_WORK ITEM_. Your response should consist solely of the lines from the one containing "colored::control::set_virtual_terminal(true).ok();" through the final line of the entries, repeated exactly.
Top of PROVIDED RECORDS
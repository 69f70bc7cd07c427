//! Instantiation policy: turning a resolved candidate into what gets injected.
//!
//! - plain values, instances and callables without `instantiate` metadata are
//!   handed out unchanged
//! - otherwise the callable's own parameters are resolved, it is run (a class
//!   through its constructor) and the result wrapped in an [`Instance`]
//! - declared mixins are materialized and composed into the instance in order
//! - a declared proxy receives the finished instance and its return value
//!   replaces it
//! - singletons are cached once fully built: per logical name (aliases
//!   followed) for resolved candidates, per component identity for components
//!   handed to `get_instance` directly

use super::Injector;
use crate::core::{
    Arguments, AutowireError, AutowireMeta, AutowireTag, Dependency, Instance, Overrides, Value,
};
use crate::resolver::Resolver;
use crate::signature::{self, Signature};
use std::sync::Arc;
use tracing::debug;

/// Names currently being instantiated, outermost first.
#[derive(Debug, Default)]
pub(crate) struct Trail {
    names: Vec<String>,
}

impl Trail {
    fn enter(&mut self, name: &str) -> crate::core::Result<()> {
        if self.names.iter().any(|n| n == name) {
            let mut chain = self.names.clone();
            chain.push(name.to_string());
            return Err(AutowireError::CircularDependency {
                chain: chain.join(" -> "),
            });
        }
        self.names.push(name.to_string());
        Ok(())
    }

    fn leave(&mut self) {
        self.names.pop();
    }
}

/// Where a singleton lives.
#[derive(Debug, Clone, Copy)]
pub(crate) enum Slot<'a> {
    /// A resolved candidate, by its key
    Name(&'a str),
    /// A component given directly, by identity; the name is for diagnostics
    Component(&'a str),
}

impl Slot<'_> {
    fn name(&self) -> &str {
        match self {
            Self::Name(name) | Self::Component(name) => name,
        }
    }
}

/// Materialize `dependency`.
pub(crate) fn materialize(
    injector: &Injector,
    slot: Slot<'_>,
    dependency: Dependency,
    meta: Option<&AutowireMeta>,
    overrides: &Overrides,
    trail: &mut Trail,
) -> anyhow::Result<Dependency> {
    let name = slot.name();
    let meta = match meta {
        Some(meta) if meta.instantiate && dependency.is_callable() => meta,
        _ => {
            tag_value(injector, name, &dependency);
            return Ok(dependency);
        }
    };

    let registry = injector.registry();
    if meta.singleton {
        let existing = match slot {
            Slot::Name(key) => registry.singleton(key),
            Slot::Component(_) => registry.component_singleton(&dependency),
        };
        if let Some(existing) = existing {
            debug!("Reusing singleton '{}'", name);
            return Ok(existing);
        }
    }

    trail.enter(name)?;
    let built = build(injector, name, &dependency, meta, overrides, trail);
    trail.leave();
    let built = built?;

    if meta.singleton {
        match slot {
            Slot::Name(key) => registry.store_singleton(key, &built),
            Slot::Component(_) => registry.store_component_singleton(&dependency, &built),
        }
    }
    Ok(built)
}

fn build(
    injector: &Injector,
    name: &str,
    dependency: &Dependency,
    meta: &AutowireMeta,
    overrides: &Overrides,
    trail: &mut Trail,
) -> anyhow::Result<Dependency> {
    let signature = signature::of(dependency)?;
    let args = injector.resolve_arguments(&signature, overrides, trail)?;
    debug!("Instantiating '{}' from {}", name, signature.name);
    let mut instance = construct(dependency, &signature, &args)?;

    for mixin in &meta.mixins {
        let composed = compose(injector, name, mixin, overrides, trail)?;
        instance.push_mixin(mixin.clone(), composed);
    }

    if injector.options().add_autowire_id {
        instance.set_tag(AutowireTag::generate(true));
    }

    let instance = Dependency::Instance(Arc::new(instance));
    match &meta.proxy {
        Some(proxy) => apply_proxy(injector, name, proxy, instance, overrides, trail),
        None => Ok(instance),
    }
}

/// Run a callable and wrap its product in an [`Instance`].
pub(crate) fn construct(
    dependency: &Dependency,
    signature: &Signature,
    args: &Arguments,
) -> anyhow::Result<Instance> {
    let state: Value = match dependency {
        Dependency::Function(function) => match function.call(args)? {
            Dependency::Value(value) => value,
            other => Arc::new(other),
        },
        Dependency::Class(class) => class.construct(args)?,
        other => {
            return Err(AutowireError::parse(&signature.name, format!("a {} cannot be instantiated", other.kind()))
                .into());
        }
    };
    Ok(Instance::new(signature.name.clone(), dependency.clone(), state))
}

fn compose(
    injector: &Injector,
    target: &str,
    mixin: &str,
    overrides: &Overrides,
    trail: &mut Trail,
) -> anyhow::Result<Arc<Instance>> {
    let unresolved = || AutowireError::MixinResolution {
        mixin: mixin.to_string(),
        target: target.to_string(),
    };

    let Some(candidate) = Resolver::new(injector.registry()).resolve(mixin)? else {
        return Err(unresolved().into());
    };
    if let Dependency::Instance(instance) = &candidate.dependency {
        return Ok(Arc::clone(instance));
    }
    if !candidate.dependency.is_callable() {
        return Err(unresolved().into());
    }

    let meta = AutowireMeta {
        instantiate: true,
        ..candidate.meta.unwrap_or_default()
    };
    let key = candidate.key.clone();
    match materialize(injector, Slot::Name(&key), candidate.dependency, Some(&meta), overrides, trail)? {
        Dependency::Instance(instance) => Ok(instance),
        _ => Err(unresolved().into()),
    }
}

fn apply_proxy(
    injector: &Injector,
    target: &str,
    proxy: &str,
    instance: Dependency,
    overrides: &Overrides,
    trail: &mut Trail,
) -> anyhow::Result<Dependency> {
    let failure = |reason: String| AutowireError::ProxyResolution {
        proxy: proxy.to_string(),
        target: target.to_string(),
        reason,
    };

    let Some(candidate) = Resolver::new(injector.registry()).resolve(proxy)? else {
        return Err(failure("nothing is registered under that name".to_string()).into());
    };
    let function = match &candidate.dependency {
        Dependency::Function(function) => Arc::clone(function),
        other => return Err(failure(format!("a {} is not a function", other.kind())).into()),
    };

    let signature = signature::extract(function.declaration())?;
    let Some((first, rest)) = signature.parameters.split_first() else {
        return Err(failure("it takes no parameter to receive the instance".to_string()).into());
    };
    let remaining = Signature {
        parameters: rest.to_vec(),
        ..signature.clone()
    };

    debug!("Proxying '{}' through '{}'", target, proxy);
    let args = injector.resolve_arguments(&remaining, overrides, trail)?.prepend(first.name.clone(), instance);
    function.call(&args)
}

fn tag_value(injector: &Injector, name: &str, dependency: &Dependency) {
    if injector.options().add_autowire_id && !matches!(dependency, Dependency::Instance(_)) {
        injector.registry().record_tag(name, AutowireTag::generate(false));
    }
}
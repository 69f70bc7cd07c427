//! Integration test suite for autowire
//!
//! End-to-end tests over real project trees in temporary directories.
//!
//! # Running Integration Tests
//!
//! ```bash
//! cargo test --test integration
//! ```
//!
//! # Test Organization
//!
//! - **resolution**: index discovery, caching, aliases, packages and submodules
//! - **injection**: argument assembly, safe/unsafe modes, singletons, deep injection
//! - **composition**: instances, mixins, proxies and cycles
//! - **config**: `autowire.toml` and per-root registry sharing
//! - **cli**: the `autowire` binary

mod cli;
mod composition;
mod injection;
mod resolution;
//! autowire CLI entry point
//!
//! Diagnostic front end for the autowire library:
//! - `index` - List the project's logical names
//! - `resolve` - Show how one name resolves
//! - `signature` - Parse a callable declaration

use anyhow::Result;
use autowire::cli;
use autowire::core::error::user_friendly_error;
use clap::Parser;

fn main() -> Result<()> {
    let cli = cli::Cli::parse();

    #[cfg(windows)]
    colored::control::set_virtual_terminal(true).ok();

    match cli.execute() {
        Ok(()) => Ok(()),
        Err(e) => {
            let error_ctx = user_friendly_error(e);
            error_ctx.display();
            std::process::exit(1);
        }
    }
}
Bottom of PROVIDED RECORDS
_RESULT OF THIS TASK_.
    colored::control::set_virtual_terminal(true).ok();

    match cli.execute() {
        Ok(()) => Ok(()),
        Err(e) => {
            let error_ctx = user_friendly_error(e);
            error_ctx.display();
            std::process::exit(1);
        }
    }
}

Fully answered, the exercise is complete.